Gabriel, who had had her swim and was now dressed, standing upon the edge of the pool, noticed George as he approached along his strong self-chosen line. (‘Doing lengths’ was a priority activity, and other swimmers kept out of the way of these blind fanatics.) She moved so that she was directly above him as, without raising his head, he curled and turned. She saw (as of course she had seen before) the way George’s hair grew, that it was like Brian’s, only this was obscured by George’s hair being combed from a side parting over the crown. This observation always gave Gabriel pleasure. She was pleased too by being able to watch him unobserved and by the way that George’s hand, touching the wall of the pool as he turned, was just below her feet. He disappeared almost instantly under the hanging cloud of steam. Gabriel waited for him to return. Brian, also now clothed, standing nearby, watched Gabriel watching George. He came forward.

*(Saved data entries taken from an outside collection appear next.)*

//! Artifact stores for completed job output.
//!
//! A store takes the full contents of an output file and returns the URL the
//! farmer should link to.

use std::fs::{self, File};
use std::io::{Read, Seek, SeekFrom};
use std::path::PathBuf;
use std::time::Duration;

use anyhow::{Context, Result, bail};
use reqwest::blocking::Client;
use tracing::{debug, instrument};

/// Write-once storage for job output.
pub trait ArtifactStore: Send + Sync {
    /// Store everything readable from `body` under `name`; return its URL.
    fn put(&self, name: &str, body: &mut dyn Read) -> Result<String>;
}

/// Rewind `file` and store it.
pub fn upload_file(store: &dyn ArtifactStore, name: &str, file: &mut File) -> Result<String> {
    file.seek(SeekFrom::Start(0)).context("rewind output file")?;
    store.put(name, file)
}

/// Stores artifacts as files in a local directory.
///
/// URLs are `file://` paths unless a public base URL (for a directory served
/// by some other process) is configured.
#[derive(Debug, Clone)]
pub struct DirStore {
    dir: PathBuf,
    base_url: Option<String>,
}

impl DirStore {
    pub fn new(dir: impl Into<PathBuf>, base_url: Option<String>) -> Self {
        Self {
            dir: dir.into(),
            base_url: base_url.map(|u| u.trim_end_matches('/').to_string()),
        }
    }
}

impl ArtifactStore for DirStore {
    #[instrument(skip_all, fields(name))]
    fn put(&self, name: &str, body: &mut dyn Read) -> Result<String> {
        fs::create_dir_all(&self.dir)
            .with_context(|| format!("create artifact dir {}", self.dir.display()))?;
        let path = self.dir.join(name);
        let mut dest =
            File::create(&path).with_context(|| format!("create {}", path.display()))?;
        let n = std::io::copy(body, &mut dest)
            .with_context(|| format!("write {}", path.display()))?;
        debug!(bytes = n, path = %path.display(), "stored artifact");
        Ok(match &self.base_url {
            Some(base) => format!("{base}/{name}"),
            None => format!("file://{}", path.display()),
        })
    }
}

/// Uploads artifacts with `PUT <base>/<name>` to an HTTP object store.
#[derive(Debug, Clone)]
pub struct HttpStore {
    base_url: String,
    client: Client,
}

impl HttpStore {
    pub fn new(base_url: impl Into<String>, timeout: Duration) -> Result<Self> {
        let client = Client::builder()
            .timeout(timeout)
            .build()
            .context("build artifact http client")?;
        Ok(Self {
            base_url: base_url.into().trim_end_matches('/').to_string(),
            client,
        })
    }
}

impl ArtifactStore for HttpStore {
    #[instrument(skip_all, fields(name))]
    fn put(&self, name: &str, body: &mut dyn Read) -> Result<String> {
        let mut buf = Vec::new();
        body.read_to_end(&mut buf).context("read artifact")?;
        let url = format!("{}/{name}", self.base_url);
        let resp = self
            .client
            .put(&url)
            .header("Content-Type", "text/plain; charset=utf-8")
            .body(buf)
            .send()
            .with_context(|| format!("PUT {url}"))?;
        let status = resp.status();
        if !status.is_success() {
            bail!("PUT {url}: {status}");
        }
        Ok(url)
    }
}

#[cfg(test)]
mod tests {
    use std::io::Write;

    use super::*;

    #[test]
    fn dir_store_copies_and_returns_file_url() {
        let temp = tempfile::tempdir().expect("tempdir");
        let store = DirStore::new(temp.path().join("artifacts"), None);
        let url = store.put("job.output", &mut &b"hello\n"[..]).expect("put");
        let path = temp.path().join("artifacts/job.output");
        assert_eq!(url, format!("file://{}", path.display()));
        assert_eq!(fs::read_to_string(path).expect("read"), "hello\n");
    }

    #[test]
    fn dir_store_uses_public_base_url() {
        let temp = tempfile::tempdir().expect("tempdir");
        let store = DirStore::new(temp.path(), Some("https://logs.example/out/".to_string()));
        let url = store.put("a.output", &mut &b"x"[..]).expect("put");
        assert_eq!(url, "https://logs.example/out/a.output");
    }

    #[test]
    fn upload_file_rewinds_before_copying() {
        let temp = tempfile::tempdir().expect("tempdir");
        let mut file = tempfile::tempfile().expect("tempfile");
        file.write_all(b"line one\nline two\n").expect("write");
        let store = DirStore::new(temp.path(), None);
        upload_file(&store, "f.output", &mut file).expect("upload");
        assert_eq!(
            fs::read_to_string(temp.path().join("f.output")).expect("read"),
            "line one\nline two\n"
        );
    }
}
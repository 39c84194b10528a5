//! Registry of the job this box is currently running.
//!
//! The job executor writes it, the live follower reads it. The lock is held
//! only to read or write the two fields, never across I/O, so readers must not
//! assume the named file still exists (or is still being written) by the time
//! they use the path.

use std::path::{Path, PathBuf};
use std::sync::{Mutex, MutexGuard, PoisonError};

use anyhow::{Result, bail};
use tracing::debug;

use crate::core::types::Job;

#[derive(Debug, Default)]
struct Current {
    job: Job,
    out: Option<PathBuf>,
}

/// At most one job at a time, with the path of its output file.
#[derive(Debug, Default)]
pub struct Registry {
    current: Mutex<Current>,
}

impl Registry {
    pub fn new() -> Self {
        Self::default()
    }

    /// Record `job` as running with output at `out`.
    ///
    /// Fails if another job is still registered.
    pub fn set(&self, job: &Job, out: &Path) -> Result<()> {
        let mut cur = self.lock();
        if let Some(existing) = &cur.out {
            bail!(
                "job {} is still running (output {})",
                cur.job,
                existing.display()
            );
        }
        debug!(%job, out = %out.display(), "registered current job");
        cur.job = job.clone();
        cur.out = Some(out.to_path_buf());
        Ok(())
    }

    /// Clear the registry if it still names `out`. Returns whether it did.
    pub fn clear(&self, out: &Path) -> bool {
        let mut cur = self.lock();
        if cur.out.as_deref() != Some(out) {
            return false;
        }
        debug!(job = %cur.job, "cleared current job");
        *cur = Current::default();
        true
    }

    /// The current job, or the empty job if none is running.
    pub fn current_job(&self) -> Job {
        self.lock().job.clone()
    }

    /// The output path of `job` if it is the one currently running.
    pub fn output_for(&self, job: &Job) -> Option<PathBuf> {
        let cur = self.lock();
        if job.is_empty() || cur.job != *job {
            return None;
        }
        cur.out.clone()
    }

    /// True while `path` is the current job's output file.
    pub fn is_current_output(&self, path: &Path) -> bool {
        self.lock().out.as_deref() == Some(path)
    }

    fn lock(&self) -> MutexGuard<'_, Current> {
        self.current.lock().unwrap_or_else(PoisonError::into_inner)
    }
}

#[cfg(test)]
mod tests {
    use super::*;

    #[test]
    fn empty_registry_has_no_output() {
        let reg = Registry::new();
        assert!(reg.current_job().is_empty());
        assert_eq!(reg.output_for(&Job::default()), None);
        assert_eq!(reg.output_for(&Job::new("a", "", "t")), None);
    }

    #[test]
    fn set_then_lookup_matches_exact_job() {
        let reg = Registry::new();
        let job = Job::new("abc", "pkg", "test");
        reg.set(&job, Path::new("/out/a")).expect("set");
        assert_eq!(reg.output_for(&job), Some(PathBuf::from("/out/a")));
        assert_eq!(reg.output_for(&Job::new("abc", "pkg", "vet")), None);
        assert!(reg.is_current_output(Path::new("/out/a")));
        assert!(!reg.is_current_output(Path::new("/out/b")));
    }

    #[test]
    fn second_job_is_refused_while_occupied() {
        let reg = Registry::new();
        reg.set(&Job::new("a", "", "t"), Path::new("/out/a"))
            .expect("set");
        let err = reg
            .set(&Job::new("b", "", "t"), Path::new("/out/b"))
            .expect_err("occupied");
        assert!(err.to_string().contains("still running"));
        assert_eq!(reg.current_job(), Job::new("a", "", "t"));
    }

    #[test]
    fn clear_only_matching_output() {
        let reg = Registry::new();
        reg.set(&Job::new("a", "", "t"), Path::new("/out/a"))
            .expect("set");
        assert!(!reg.clear(Path::new("/out/other")));
        assert!(reg.clear(Path::new("/out/a")));
        assert!(!reg.clear(Path::new("/out/a")));
        assert!(reg.current_job().is_empty());
        reg.set(&Job::new("b", "", "t"), Path::new("/out/b"))
            .expect("set after clear");
    }
}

Gabriel said, ‘I just saw George. Don’t you think we should write to him to say that Stella is coming to us?’
‘Hasn’t she told him?’
‘She says not.’
‘Let the bugger find out.’
‘I think we should write to him. It seems so unkind not to.’
‘No.’
For George the day had begun early with a sound of pigeons speaking in human voices. He had heard this before: the soft murmur of people speaking close to him, frightening intruders, people near him where no people should be. Burglars, police, intruders of some more terrible nameless kind. Perhaps it was just the pigeons.
He was surprised, as he was every morning now, to find himself not upstairs in his own bed, but downstairs on the large drawing-room sofa where he had been sleeping ever since Stella left, or went to hospital, or whatever she had done. There was a downstairs lavatory and wash-place. He did not need to go upstairs any more. He and Stella occupied separate bedrooms, but her presence somehow lingered upstairs, not in smells (she used no scented cosmetics) but in other signs, clothes, the always disturbing sight of her bed. Downstairs was more open and anonymous and public. He had stowed away various objects, including ornaments and a picture. The kitchen was already chaotic, that of a bachelor. George could feel that he was camping or back in ‘digs’. He woke to this strange sensation of being in a new place. He also woke to the being of Stella, Stella’s world, her existence, her consciousness, her thoughts, still continuing. God, how alive she was.